• [Exercise]: Go through the data line by line. Copy each one holding the string "crate".

★ ★ ★

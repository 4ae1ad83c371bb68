//! StorySession - the timed driver around the navigation engine.
//!
//! Every accepted request puts the engine into its transitioning phase and
//! records a settle deadline. The owner commits the step either by polling
//! [`StorySession::tick`] from its event loop or by awaiting
//! [`StorySession::wait_settled`]. Cancelling clears the deadline; nothing
//! runs in the background, so requests need no runtime and a dropped session
//! leaves nothing behind.

use crate::identity::UserId;
use crate::loader::{GraphSource, LoadError, Loader};
use crate::navigation::{ButtonAction, NavError, NavigationEngine, Settled};
use crate::position::PositionStore;
use crate::view::StoryView;
use std::time::Duration;
use storybot::NodeId;
use tokio::time::Instant;
use tracing::debug;

/// Exit-animation length before a step is committed.
pub const DEFAULT_SETTLE_DELAY: Duration = Duration::from_millis(700);

/// A navigation engine plus at most one pending settle deadline.
pub struct StorySession<P: PositionStore> {
    engine: NavigationEngine<P>,
    settle_delay: Duration,
    /// `None` while transitioning means the step is due at once.
    deadline: Option<Instant>,
}

impl<P: PositionStore> StorySession<P> {
    /// Create a session over an empty graph.
    pub fn new(positions: P, settle_delay: Duration) -> Self {
        Self::with_engine(NavigationEngine::new(positions), settle_delay)
    }

    /// Wrap an existing engine.
    pub fn with_engine(engine: NavigationEngine<P>, settle_delay: Duration) -> Self {
        Self {
            engine,
            settle_delay,
            deadline: None,
        }
    }

    /// Load the graph through `loader` and place the cursor.
    pub async fn bootstrap<S: GraphSource>(
        &mut self,
        loader: &mut Loader<S>,
        user_id: Option<&UserId>,
    ) -> Result<Option<NodeId>, LoadError> {
        self.deadline = None;
        loader.bootstrap(user_id, &mut self.engine).await
    }

    pub fn engine(&self) -> &NavigationEngine<P> {
        &self.engine
    }

    pub fn settle_delay(&self) -> Duration {
        self.settle_delay
    }

    /// Presentation snapshot.
    pub fn view(&self) -> StoryView {
        self.engine.view()
    }

    pub fn is_transitioning(&self) -> bool {
        self.engine.is_transitioning()
    }

    /// When the pending step becomes due, if one is pending.
    pub fn deadline(&self) -> Option<Instant> {
        self.is_transitioning()
            .then(|| self.deadline.unwrap_or_else(Instant::now))
    }

    // ========================================================================
    // Requests
    // ========================================================================

    pub fn select_answer(&mut self, answer_id: &NodeId) -> Result<(), NavError> {
        self.engine.select_answer(answer_id)?;
        self.arm();
        Ok(())
    }

    /// Take the current question's single answer.
    pub fn select_continue(&mut self) -> Result<(), NavError> {
        self.engine.select_continue()?;
        self.arm();
        Ok(())
    }

    pub fn restart(&mut self) -> Result<(), NavError> {
        self.engine.restart()?;
        self.arm();
        Ok(())
    }

    pub fn activate_button(&mut self, button_id: &NodeId) -> Result<ButtonAction, NavError> {
        let action = self.engine.activate_button(button_id)?;
        if action == ButtonAction::Restart {
            self.arm();
        }
        Ok(action)
    }

    /// Final-sequence steps commit immediately.
    pub fn advance_final(&mut self) -> Result<Settled, NavError> {
        self.engine.advance_final()
    }

    /// Abort the pending step and restore the state it interrupted.
    pub fn cancel(&mut self) -> bool {
        self.deadline = None;
        self.engine.cancel_transition()
    }

    // ========================================================================
    // Commit
    // ========================================================================

    /// Commit the pending step if its deadline has passed. Never blocks.
    pub fn tick(&mut self) -> Option<Settled> {
        let due = self.deadline().is_some_and(|at| Instant::now() >= at);
        due.then(|| self.commit())
    }

    /// Wait out the settle delay and commit. `Idle` if nothing is pending.
    pub async fn wait_settled(&mut self) -> Settled {
        let Some(deadline) = self.deadline() else {
            return Settled::Idle;
        };
        tokio::time::sleep_until(deadline).await;
        self.commit()
    }

    fn commit(&mut self) -> Settled {
        self.deadline = None;
        let settled = self.engine.settle();
        debug!(?settled, "step committed");
        settled
    }

    fn arm(&mut self) {
        self.deadline = (!self.settle_delay.is_zero()).then(|| Instant::now() + self.settle_delay);
    }
}

#[cfg(test)]
mod tests {
    use super::*;
    use crate::position::MemoryPositionStore;
    use crate::testing::GraphBuilder;

    fn session(delay: Duration) -> StorySession<MemoryPositionStore> {
        let mut engine = NavigationEngine::new(MemoryPositionStore::new());
        engine.install(
            GraphBuilder::new()
                .question(1, Some(1))
                .question(2, Some(2))
                .answer(10, 1, Some(2))
                .answer(20, 2, Some(1))
                .build(),
            None,
        );
        StorySession::with_engine(engine, delay)
    }

    #[tokio::test]
    async fn test_zero_delay_commits_on_tick() {
        let mut session = session(Duration::ZERO);
        assert_eq!(session.tick(), None);

        session.select_continue().unwrap();
        assert!(session.is_transitioning());
        assert_eq!(session.tick(), Some(Settled::Moved(NodeId::Number(2))));
        assert_eq!(session.tick(), None);
    }

    #[tokio::test(start_paused = true)]
    async fn test_wait_settled_takes_the_delay() {
        let mut session = session(DEFAULT_SETTLE_DELAY);
        let started = Instant::now();

        session.select_answer(&NodeId::Number(10)).unwrap();
        assert_eq!(session.select_continue(), Err(NavError::Busy));
        assert_eq!(session.wait_settled().await, Settled::Moved(NodeId::Number(2)));
        assert!(started.elapsed() >= DEFAULT_SETTLE_DELAY);
    }

    #[tokio::test(start_paused = true)]
    async fn test_wait_settled_idle() {
        let mut session = session(DEFAULT_SETTLE_DELAY);
        assert_eq!(session.wait_settled().await, Settled::Idle);
    }

    #[tokio::test(start_paused = true)]
    async fn test_cancel_keeps_cursor() {
        let mut session = session(DEFAULT_SETTLE_DELAY);
        session.select_continue().unwrap();
        assert!(session.cancel());

        tokio::time::advance(DEFAULT_SETTLE_DELAY * 2).await;
        assert_eq!(session.tick(), None);
        assert_eq!(
            session.engine().current_question_id(),
            Some(&NodeId::Number(1))
        );
        assert!(!session.cancel());
    }

    #[test]
    fn test_requests_need_no_runtime() {
        let mut session = session(DEFAULT_SETTLE_DELAY);
        session.select_answer(&NodeId::Number(10)).unwrap();

        assert!(session.is_transitioning());
        assert_eq!(session.tick(), None);
        assert!(session.cancel());
        assert_eq!(
            session.engine().current_question_id(),
            Some(&NodeId::Number(1))
        );
    }

    #[test]
    fn test_deadline_only_while_transitioning() {
        let mut session = session(DEFAULT_SETTLE_DELAY);
        assert_eq!(session.deadline(), None);

        let before = Instant::now();
        session.select_continue().unwrap();
        let deadline = session.deadline().unwrap();
        assert!(deadline >= before + DEFAULT_SETTLE_DELAY);

        session.cancel();
        assert_eq!(session.deadline(), None);
    }
}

★ ★ ★

• [Result for this exercise]:
use crate::identity::UserId;
use crate::loader::{GraphSource, LoadError, Loader};
use crate::navigation::{ButtonAction, NavError, NavigationEngine, Settled};
use crate::position::PositionStore;
use crate::view::StoryView;
    use crate::position::MemoryPositionStore;
    use crate::testing::GraphBuilder;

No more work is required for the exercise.